Quarante-cinq ans après les premiers témoignages sur la torture, la guerre d'Algérie a resurgi dans les mémoires. Pendant une semaine, «Libération» revisite cette histoire inconnue des plus jeunes. Demain, troisième volet avec l'affaire Bollardière.
>Nuit du 11 au 12 juin 1957. Centre de triage d'El-Biar, avenue Georges-Clemenceau, Alger. «Il était environ 1 heure du matin [...] Audin était en slip, allongé sur une planche [...] des pinces reliées par des fils électriques à la magnéto étaient fixées à l'oreille droite et au pied gauche [....] J'ai, pendant longtemps, entendu les cris de Maurice Audin, cris qui me paraissaient étouffés par un bâillon.» Nuit du 12 au 13 juin, même lieu. «"Allez Audin, dites-lui ce qui l'attend. Evitez-lui les horreurs d'hier soir." C'était Charbonnier qui parlait. [...] Au-dessus de moi, je vis le visage blême et hagard de mon ami Audin qui me contemplait tandis que j'oscillais sur les genoux.» «"Allez, parlez-lui", dit Charbonnier. "C'est dur, Henri", me dit Audin.
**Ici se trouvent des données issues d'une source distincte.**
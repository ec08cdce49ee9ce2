//! Hierarchical event dispatch
//!
//! Event names are dot-separated (`connection.state_changed.idle`). A
//! listener registered on `prefix.*` receives every event below `prefix`.
//! For a given event, wildcard listeners run first, shallowest prefix first,
//! then listeners of the exact name. Any listener can stop the dispatch.

use std::collections::HashMap;
use std::sync::atomic::{AtomicU64, Ordering};
use std::sync::Arc;

use parking_lot::RwLock;

/// Whether dispatch continues to the next listener.
#[derive(Debug, Clone, Copy, PartialEq, Eq)]
pub enum Propagation {
    Continue,
    Stop,
}

/// Handle returned by [`EventManager::listen`], used to remove the listener.
#[derive(Debug, Clone, Copy, PartialEq, Eq, Hash)]
pub struct ListenerId(u64);

type Listener<T> = Arc<dyn Fn(&str, &T) -> Propagation + Send + Sync>;

/// Registry of listeners for events carrying a `T` payload.
pub struct EventManager<T> {
    listeners: RwLock<HashMap<String, Vec<(ListenerId, Listener<T>)>>>,
    next_id: AtomicU64,
}

impl<T> Default for EventManager<T> {
    fn default() -> Self {
        Self {
            listeners: RwLock::new(HashMap::new()),
            next_id: AtomicU64::new(1),
        }
    }
}

impl<T> EventManager<T> {
    pub fn new() -> Self {
        Self::default()
    }

    /// Register a listener for an exact name or a `prefix.*` pattern.
    pub fn listen<F>(&self, pattern: impl Into<String>, listener: F) -> ListenerId
    where
        F: Fn(&str, &T) -> Propagation + Send + Sync + 'static,
    {
        let id = ListenerId(self.next_id.fetch_add(1, Ordering::Relaxed));
        self.listeners
            .write()
            .entry(pattern.into())
            .or_default()
            .push((id, Arc::new(listener)));
        id
    }

    /// Remove a listener. Returns false if it was not registered.
    pub fn forget(&self, id: ListenerId) -> bool {
        let mut listeners = self.listeners.write();
        let mut removed = false;
        listeners.retain(|_, entries| {
            let before = entries.len();
            entries.retain(|(entry, _)| *entry != id);
            removed |= entries.len() != before;
            !entries.is_empty()
        });
        removed
    }

    /// Dispatch an event. Listeners run without any lock held, so they may
    /// register listeners or emit further events.
    pub fn emit(&self, name: &str, payload: &T) -> Propagation {
        let chain = self.chain(name);
        for listener in chain {
            if listener(name, payload) == Propagation::Stop {
                return Propagation::Stop;
            }
        }
        Propagation::Continue
    }

    pub fn has_listeners(&self, name: &str) -> bool {
        !self.chain(name).is_empty()
    }

    fn chain(&self, name: &str) -> Vec<Listener<T>> {
        let listeners = self.listeners.read();
        let mut chain = Vec::new();
        for (i, _) in name.match_indices('.') {
            let pattern = format!("{}.*", &name[..i]);
            if let Some(entries) = listeners.get(&pattern) {
                chain.extend(entries.iter().map(|(_, l)| Arc::clone(l)));
            }
        }
        if let Some(entries) = listeners.get(name) {
            chain.extend(entries.iter().map(|(_, l)| Arc::clone(l)));
        }
        chain
    }
}

#[cfg(test)]
mod tests {
    use super::*;
    use parking_lot::Mutex;

    fn recorder(
        events: &EventManager<u32>,
        log: &Arc<Mutex<Vec<String>>>,
        pattern: &str,
        result: Propagation,
    ) -> ListenerId {
        let log = Arc::clone(log);
        let tag = pattern.to_string();
        events.listen(pattern, move |name, payload| {
            log.lock().push(format!("{} <- {}:{}", tag, name, payload));
            result
        })
    }

    #[test]
    fn test_wildcards_run_before_exact_name() {
        let events = EventManager::new();
        let log = Arc::new(Mutex::new(Vec::new()));
        recorder(&events, &log, "connection.state_changed.idle", Propagation::Continue);
        recorder(&events, &log, "connection.state_changed.*", Propagation::Continue);
        recorder(&events, &log, "connection.*", Propagation::Continue);
        recorder(&events, &log, "pool.*", Propagation::Continue);

        assert_eq!(
            events.emit("connection.state_changed.idle", &7),
            Propagation::Continue
        );
        assert_eq!(
            *log.lock(),
            vec![
                "connection.* <- connection.state_changed.idle:7",
                "connection.state_changed.* <- connection.state_changed.idle:7",
                "connection.state_changed.idle <- connection.state_changed.idle:7",
            ]
        );
    }

    #[test]
    fn test_stop_propagation() {
        let events = EventManager::new();
        let log = Arc::new(Mutex::new(Vec::new()));
        recorder(&events, &log, "a.*", Propagation::Stop);
        recorder(&events, &log, "a.b", Propagation::Continue);

        assert_eq!(events.emit("a.b", &1), Propagation::Stop);
        assert_eq!(log.lock().len(), 1);
    }

    #[test]
    fn test_forget() {
        let events = EventManager::new();
        let log = Arc::new(Mutex::new(Vec::new()));
        let id = recorder(&events, &log, "a.b", Propagation::Continue);
        assert!(events.has_listeners("a.b"));
        assert!(events.forget(id));
        assert!(!events.forget(id));
        events.emit("a.b", &1);
        assert!(log.lock().is_empty());
        assert!(!events.has_listeners("a.b"));
    }

    #[test]
    fn test_listener_may_emit() {
        let events = Arc::new(EventManager::new());
        let log = Arc::new(Mutex::new(Vec::new()));
        recorder(&events, &log, "inner", Propagation::Continue);
        let nested = Arc::clone(&events);
        events.listen("outer", move |_, payload| nested.emit("inner", payload));
        events.emit("outer", &3);
        assert_eq!(*log.lock(), vec!["inner <- inner:3"]);
    }
}
//! strand - non-blocking MySQL access for event-loop applications
//!
//! A connection pool, a query multiplexer and a coroutine scheduler that
//! share one event loop. Queries are dispatched without blocking and their
//! completion is detected by readiness polling, so a handful of connections
//! can serve many concurrent callers.
//!
//! # Features
//!
//! - **Connection Pool**: core and elastic bench connections per name and role,
//!   FIFO waiters, backpressure gate and idle reaping
//! - **Query Manager**: per-query timeouts, cancellation on drop and in-flight
//!   de-duplication of identical reads
//! - **Transactions**: one exclusively bound connection, statements run in order
//! - **Coroutines**: resumable sequences with nesting, system calls and pooling
//! - **Events**: hierarchical `connection.state_changed.*` notifications
//!
//! # Example
//!
//! ```ignore
//! use strand::{DatabaseConfig, Query, Runtime};
//!
//! #[tokio::main]
//! async fn main() -> strand::Result<()> {
//!     let config = DatabaseConfig::load(None)?;
//!     let runtime = Runtime::mysql(config)?;
//!     let _reaper = runtime.spawn_maintenance();
//!
//!     let result = runtime
//!         .execute(Query::new("main", "SELECT username FROM users WHERE id = ?").bind(42))
//!         .await?;
//!     let name: String = result.scalar()?;
//!
//!     let tx = runtime.manager().transaction("main");
//!     tx.start().await?;
//!     tx.execute(Query::new("main", "UPDATE users SET visits = visits + 1 WHERE id = ?").bind(42))
//!         .await?;
//!     tx.commit().await?;
//!     Ok(())
//! }
//! ```

pub mod config;
pub mod connection;
pub mod coroutine;
pub mod defaults;
pub mod driver;
pub mod error;
pub mod event;
pub mod manager;
pub mod pool;
pub mod promise;
pub mod query;
pub mod row;
pub mod runtime;
pub mod transaction;
pub mod value;

// Re-export main types
pub use config::{CoroutineConfig, DatabaseConfig, ReaperConfig, Role, ServerConfig};
pub use connection::{Connection, ConnectionEvent, ConnectionEvents, ConnectionState};
pub use coroutine::{
    CoroutineHandle, CoroutineScheduler, CoroutineState, Outcome, Sequence, Step, SystemCall,
    Yield,
};
pub use driver::{Connector, Link, MySqlConnector};
pub use error::{Error, Result};
pub use event::{EventManager, ListenerId, Propagation};
pub use manager::{QueryFuture, QueryManager};
pub use pool::{Acquire, ConnectionPool, Gate, Lease, PoolStats, ReapStats};
pub use promise::{Deferred, Promise};
pub use query::{Expression, Query, Statement, StatementParams};
pub use row::{ExecuteResult, FetchMode, FromRow, QueryResult, Row};
pub use runtime::Runtime;
pub use transaction::{Transaction, TransactionState};
pub use value::{FromValue, Value};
Et on le remmena.»
«Charbonnier», c'est André Charbonnier, lieutenant au 1er régiment des chasseurs parachutistes. Devenu colonel et commandeur de la Légion d'honneur, il est mort en 1995 dans son lit. «Henri», c'est Henri Alleg, journaliste, directeur d'Alger républicain de 1950 à 1955, militant communiste (1). Il a fait le récit des tortures qu'il a subies dans son livre la Question, paru en 1958 aux Editions de Minuit. Et «Audin»?